SUPPLIED RECORDS START

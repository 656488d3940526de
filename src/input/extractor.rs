//! Account reference validation
//!
//! A candidate names an account either as bare digits or through a profile
//! URL such as `https://www.nicovideo.jp/user/12345/video`.

use once_cell::sync::Lazy;
use regex::Regex;
use std::fmt;

/// Bare account number: the whole candidate is 1-9 digits.
static BARE_ID: Lazy<Regex> =
    Lazy::new(|| Regex::new(r"^[0-9]{1,9}$").expect("Invalid bare id regex"));

/// Profile reference anywhere in the candidate.
static PROFILE_URL: Lazy<Regex> = Lazy::new(|| {
    Regex::new(r"((https?://)?(www\.)?)nicovideo\.jp/user/(?P<user_id>[0-9]{1,9})(/video)?")
        .expect("Invalid profile url regex")
});

/// A validated account number (1-9 ASCII digits)
#[derive(Debug, Clone, PartialEq, Eq, Hash, PartialOrd, Ord)]
pub struct UserId(String);

impl UserId {
    #[must_use]
    pub fn as_str(&self) -> &str {
        &self.0
    }
}

impl fmt::Display for UserId {
    fn fmt(&self, f: &mut fmt::Formatter<'_>) -> fmt::Result {
        f.write_str(&self.0)
    }
}

impl AsRef<str> for UserId {
    fn as_ref(&self) -> &str {
        &self.0
    }
}

/// Extract the account number a candidate refers to, if any.
#[must_use]
pub fn extract_user_id(raw: &str) -> Option<UserId> {
    if BARE_ID.is_match(raw) {
        return Some(UserId(raw.to_string()));
    }
    PROFILE_URL
        .captures(raw)
        .and_then(|caps| caps.name("user_id"))
        .map(|m| UserId(m.as_str().to_string()))
}

#[cfg(test)]
mod tests {
    use super::*;

    fn extract(raw: &str) -> Option<String> {
        extract_user_id(raw).map(|id| id.to_string())
    }

    #[test]
    fn accepts_bare_digits() {
        assert_eq!(extract("12345"), Some("12345".into()));
        assert_eq!(extract("123456789"), Some("123456789".into()));
    }

    #[test]
    fn rejects_bad_bare_values() {
        assert_eq!(extract("1234567890"), None);
        assert_eq!(extract("12a45"), None);
        assert_eq!(extract(""), None);
        assert_eq!(extract("garbage"), None);
        assert_eq!(extract("\u{0661}\u{0662}\u{0663}"), None);
    }

    #[test]
    fn accepts_profile_urls() {
        for raw in [
            "https://www.nicovideo.jp/user/777",
            "http://nicovideo.jp/user/777/video",
            "www.nicovideo.jp/user/777",
            "nicovideo.jp/user/777?ref=pc",
        ] {
            assert_eq!(extract(raw), Some("777".into()), "{raw}");
        }
    }

    #[test]
    fn url_match_takes_first_nine_digits() {
        assert_eq!(
            extract("https://www.nicovideo.jp/user/1234567890"),
            Some("123456789".into())
        );
    }

    #[test]
    fn rejects_other_hosts() {
        assert_eq!(extract("https://example.com/user/1"), None);
        assert_eq!(extract("https://www.nicovideo.jp/watch/sm9"), None);
    }
}
//! Configuration module for listing fetches
//!
//! This module provides the `FetchConfig` struct and its builder for
//! configuring a fetch run with validation and sensible defaults.

// Sub-modules
pub mod builder;
pub mod getters;
pub mod types;

// Re-exports for public API
pub use builder::FetchConfigBuilder;
pub use types::{ConfigError, FetchConfig};
//! Fan-out over many accounts
//!
//! Coordinates one run with:
//! - Candidate consumption in arrival order, validated by an extractor
//! - At most `concurrency` listing fetches in flight (semaphore permits)
//! - One aggregation lock for ids, outcomes and counters
//! - One cancellation token shared by every worker
//! - Run-level verdict: input error > strict validation > best effort > first fetch error

use log::{debug, error, info, warn};
use parking_lot::Mutex;
use std::sync::Arc;
use tokio::sync::Semaphore;
use tokio_util::sync::CancellationToken;
use tokio_util::task::TaskTracker;

use super::fetch_types::{FetchError, FetchOutcome, RunError, RunReport, RunSummary};
use super::listing::ListingFetcher;
use super::progress::ProgressReporter;
use super::rate_limiter::RequestRateLimiter;
use super::retrier::RequestRetrier;
use crate::config::FetchConfig;
use crate::finisher::finish_ids;
use crate::input::{InputError, InputStream, UserId};

/// Shared state written by workers
#[derive(Debug, Default)]
struct Aggregate {
    summary: RunSummary,
    ids: Vec<String>,
    outcomes: Vec<FetchOutcome>,
    invalid_inputs: Vec<String>,
    errors: Vec<String>,
    first_error: Option<FetchError>,
}

impl Aggregate {
    fn record(&mut self, outcome: FetchOutcome) {
        self.ids.extend(outcome.items.iter().cloned());
        match &outcome.error {
            Some(e) => {
                self.summary.fetch_err += 1;
                self.errors.push(e.to_string());
                if self.first_error.is_none() {
                    self.first_error = Some(e.clone());
                }
            }
            None => self.summary.fetch_ok += 1,
        }
        self.outcomes.push(outcome);
    }
}

/// Drives listing fetches across a stream of candidates
#[derive(Debug, Clone)]
pub struct FetchOrchestrator {
    config: FetchConfig,
    fetcher: ListingFetcher,
}

impl FetchOrchestrator {
    /// Build an orchestrator with its own rate limiter over `client`.
    #[must_use]
    pub fn new(config: FetchConfig, client: reqwest::Client) -> Self {
        let limiter = RequestRateLimiter::new(config.rate_limit(), config.min_interval()).map(Arc::new);
        if let Some(limiter) = &limiter {
            debug!("request spacing {:?}", limiter.interval());
        }
        let retrier = RequestRetrier::new(client, limiter, config.request_timeout(), config.retries());
        let fetcher = ListingFetcher::new(retrier, &config);
        Self { config, fetcher }
    }

    #[must_use]
    pub fn config(&self) -> &FetchConfig {
        &self.config
    }

    /// Consume `input`, fetch every valid account, and decide the verdict
    ///
    /// The report is complete on every path, so callers can render partial
    /// results even when the verdict is an error. Cancelling `parent` stops
    /// the run like an input failure does, minus the error.
    pub async fn run<E, P>(
        &self,
        input: InputStream,
        extract: E,
        progress: Arc<P>,
        parent: Option<&CancellationToken>,
    ) -> (RunReport, Result<(), RunError>)
    where
        E: Fn(&str) -> Option<UserId>,
        P: ProgressReporter + ?Sized + 'static,
    {
        let InputStream {
            mut inputs,
            error: input_error,
            total_known,
            total,
        } = input;

        let parent = parent.cloned().unwrap_or_default();
        let cancel = parent.child_token();
        let aggregate = Arc::new(Mutex::new(Aggregate::default()));
        let semaphore = Arc::new(Semaphore::new(self.config.concurrency()));
        let tracker = TaskTracker::new();

        progress.report_started(total_known.then_some(total));

        let watcher = {
            let cancel = cancel.clone();
            tokio::spawn(async move {
                let err = input_error.await.ok()?;
                error!("input collection failed: {err}");
                cancel.cancel();
                Some(err)
            })
        };

        loop {
            let candidate = tokio::select! {
                biased;
                () = parent.cancelled() => {
                    warn!("run interrupted, no further inputs consumed");
                    break;
                }
                candidate = inputs.recv() => match candidate {
                    Some(candidate) => candidate,
                    None => break,
                },
            };

            aggregate.lock().summary.total_inputs += 1;

            let Some(user_id) = extract(&candidate) else {
                warn!("invalid user ID: {candidate}");
                {
                    let mut agg = aggregate.lock();
                    agg.summary.invalid_inputs += 1;
                    agg.invalid_inputs.push(candidate);
                }
                progress.report_advanced();
                continue;
            };
            aggregate.lock().summary.valid_inputs += 1;

            if cancel.is_cancelled() {
                debug!("skipping user {user_id}: run cancelled");
                progress.report_advanced();
                continue;
            }

            let permit = tokio::select! {
                biased;
                () = cancel.cancelled() => None,
                permit = Arc::clone(&semaphore).acquire_owned() => permit.ok(),
            };
            let Some(permit) = permit else {
                debug!("skipping user {user_id}: run cancelled");
                progress.report_advanced();
                continue;
            };

            let fetcher = self.fetcher.clone();
            let cancel = cancel.clone();
            let aggregate = Arc::clone(&aggregate);
            let progress = Arc::clone(&progress);

            tracker.spawn(async move {
                let _permit = permit; // Hold until the fetch completes

                let (items, error) = fetcher.fetch_user_videos(user_id.as_str(), &cancel).await;
                if let Some(e) = &error {
                    error!("failed to get video list: user {user_id}: {e}");
                }
                aggregate.lock().record(FetchOutcome {
                    user_id: user_id.to_string(),
                    items,
                    error,
                });
                progress.report_advanced();
            });
        }

        tracker.close();
        tracker.wait().await;
        progress.report_finished();

        // The producer has finished unless the parent cut the run short.
        if parent.is_cancelled() {
            watcher.abort();
        }
        let input_error = watcher.await.ok().flatten();

        let aggregate = match Arc::try_unwrap(aggregate) {
            Ok(aggregate) => aggregate.into_inner(),
            Err(shared) => std::mem::take(&mut *shared.lock()),
        };
        info!("video list count={}", aggregate.ids.len());

        let verdict = self.verdict(input_error, &aggregate);
        let report = RunReport {
            summary: aggregate.summary,
            ids: finish_ids(aggregate.ids, self.config.dedupe()),
            outcomes: aggregate.outcomes,
            invalid_inputs: aggregate.invalid_inputs,
            errors: aggregate.errors,
        };
        (report, verdict)
    }

    fn verdict(&self, input_error: Option<InputError>, aggregate: &Aggregate) -> Result<(), RunError> {
        if let Some(e) = input_error {
            return Err(RunError::Input(e));
        }
        if self.config.strict() && aggregate.summary.invalid_inputs > 0 {
            return Err(RunError::InvalidInput);
        }
        if self.config.best_effort() {
            return Ok(());
        }
        match &aggregate.first_error {
            Some(e) => Err(RunError::Fetch(e.clone())),
            None => Ok(()),
        }
    }
}
//! Command-line surface of the `nico-list` binary
//!
//! Flags are parsed with clap, then folded into a validated `FetchConfig`.
//! Range checks live in the config builder so the messages stay the same
//! for library callers.

pub mod logging;
pub mod progress;

pub use logging::init_logging;
pub use progress::CounterProgress;

use clap::Parser;
use std::path::PathBuf;
use std::time::Duration;

use crate::config::{ConfigError, FetchConfig, builder::parse_date_range};
use crate::utils::{DEFAULT_BASE_URL, parse_duration};

/// Flags of the `nico-list` binary
#[derive(Parser, Debug, Clone)]
#[command(name = "nico-list", version)]
#[command(about = "Collect video ids from niconico user listings, filtered by comments and upload date")]
pub struct Cli {
    /// User ids or profile URLs (e.g. https://www.nicovideo.jp/user/12345/video)
    pub inputs: Vec<String>,

    /// Lower comment limit: videos need strictly more comments than this
    #[arg(short = 'c', long = "comment", value_name = "NUMBER", default_value_t = 0, allow_negative_numbers = true)]
    pub comment: i64,

    /// First upload date included
    #[arg(short = 'a', long = "dateafter", value_name = "YYYYMMDD", default_value = "10000101")]
    pub date_after: String,

    /// Last upload date included
    #[arg(short = 'b', long = "datebefore", value_name = "YYYYMMDD", default_value = "99991231")]
    pub date_before: String,

    /// Prefix each output id with tab characters
    #[arg(short = 't', long = "tab")]
    pub tab: bool,

    /// Prefix each output id with the watch URL
    #[arg(short = 'u', long = "url")]
    pub url: bool,

    /// Number of accounts fetched concurrently
    #[arg(short = 'n', long = "concurrency", default_value_t = 3, allow_negative_numbers = true)]
    pub concurrency: i64,

    /// Per-request timeout (e.g. 10s, 500ms)
    #[arg(long = "timeout", value_name = "DURATION", default_value = "10s", value_parser = parse_timeout)]
    pub timeout: Duration,

    /// Attempts per page request
    #[arg(long = "retries", default_value_t = 10, allow_negative_numbers = true)]
    pub retries: i64,

    /// Maximum requests per second across all workers (0 disables)
    #[arg(long = "rate-limit", value_name = "RPS", default_value_t = 0.0, allow_negative_numbers = true)]
    pub rate_limit: f64,

    /// Minimum interval between requests (0 disables)
    #[arg(long = "min-interval", value_name = "DURATION", default_value = "0", value_parser = parse_min_interval, allow_hyphen_values = true)]
    pub min_interval: Duration,

    /// Maximum pages fetched per account (0 disables)
    #[arg(long = "max-pages", default_value_t = 0, allow_negative_numbers = true)]
    pub max_pages: i64,

    /// Maximum matched ids collected per account (0 disables)
    #[arg(long = "max-videos", default_value_t = 0, allow_negative_numbers = true)]
    pub max_videos: i64,

    /// Read newline-separated inputs from a file
    #[arg(long = "input-file", value_name = "PATH")]
    pub input_file: Option<PathBuf>,

    /// Read newline-separated inputs from stdin
    #[arg(long = "stdin")]
    pub stdin: bool,

    /// Append log lines to this file instead of stderr
    #[arg(long = "logfile", value_name = "PATH")]
    pub logfile: Option<PathBuf>,

    /// Force progress output even when stderr is not a terminal
    #[arg(long = "progress")]
    pub progress: bool,

    /// Disable progress output
    #[arg(long = "no-progress")]
    pub no_progress: bool,

    /// Exit non-zero if any input is invalid
    #[arg(long = "strict")]
    pub strict: bool,

    /// Exit 0 even if fetches failed (errors are still logged)
    #[arg(long = "best-effort")]
    pub best_effort: bool,

    /// Remove duplicate output ids before sorting
    #[arg(long = "dedupe")]
    pub dedupe: bool,

    /// Emit JSON to stdout
    #[arg(long = "json")]
    pub json: bool,

    /// Listing API root
    #[arg(long = "base-url", value_name = "URL", default_value = DEFAULT_BASE_URL, hide = true)]
    pub base_url: String,
}

impl Cli {
    /// Fold the flags into a validated configuration.
    ///
    /// # Errors
    ///
    /// Returns the first flag that is out of range or malformed.
    pub fn fetch_config(&self) -> Result<FetchConfig, ConfigError> {
        let (after, before) = parse_date_range(&self.date_after, &self.date_before)?;
        FetchConfig::builder()
            .base_url(self.base_url.as_str())
            .concurrency(usize::try_from(self.concurrency.max(0)).unwrap_or(usize::MAX))
            .retries(u32::try_from(self.retries.max(0)).unwrap_or(u32::MAX))
            .request_timeout(self.timeout)
            .rate_limit(self.rate_limit)
            .min_interval(self.min_interval)
            .max_pages(self.max_pages)
            .max_items(self.max_videos)
            .comment_threshold(self.comment)
            .date_range(after, before)
            .dedupe(self.dedupe)
            .strict(self.strict)
            .best_effort(self.best_effort)
            .build()
    }

    /// Whether to render progress, given whether stderr is a terminal.
    #[must_use]
    pub fn progress_visible(&self, stderr_is_terminal: bool) -> bool {
        if self.no_progress {
            return false;
        }
        self.progress || stderr_is_terminal
    }
}

fn parse_timeout(value: &str) -> Result<Duration, String> {
    match parse_duration(value) {
        Ok(d) if d.is_zero() => Err(ConfigError::Timeout.to_string()),
        Ok(d) => Ok(d),
        Err(_) if value.trim_start().starts_with('-') => Err(ConfigError::Timeout.to_string()),
        Err(e) => Err(e),
    }
}

fn parse_min_interval(value: &str) -> Result<Duration, String> {
    if value.trim_start().starts_with('-') {
        return Err("min-interval must be at least 0".to_string());
    }
    parse_duration(value)
}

SUPPLIED RECORDS END

Of the lines above, copy each that contains "ListingFetcher".

use super::listing::ListingFetcher;
    fetcher: ListingFetcher,
        let fetcher = ListingFetcher::new(retrier, &config);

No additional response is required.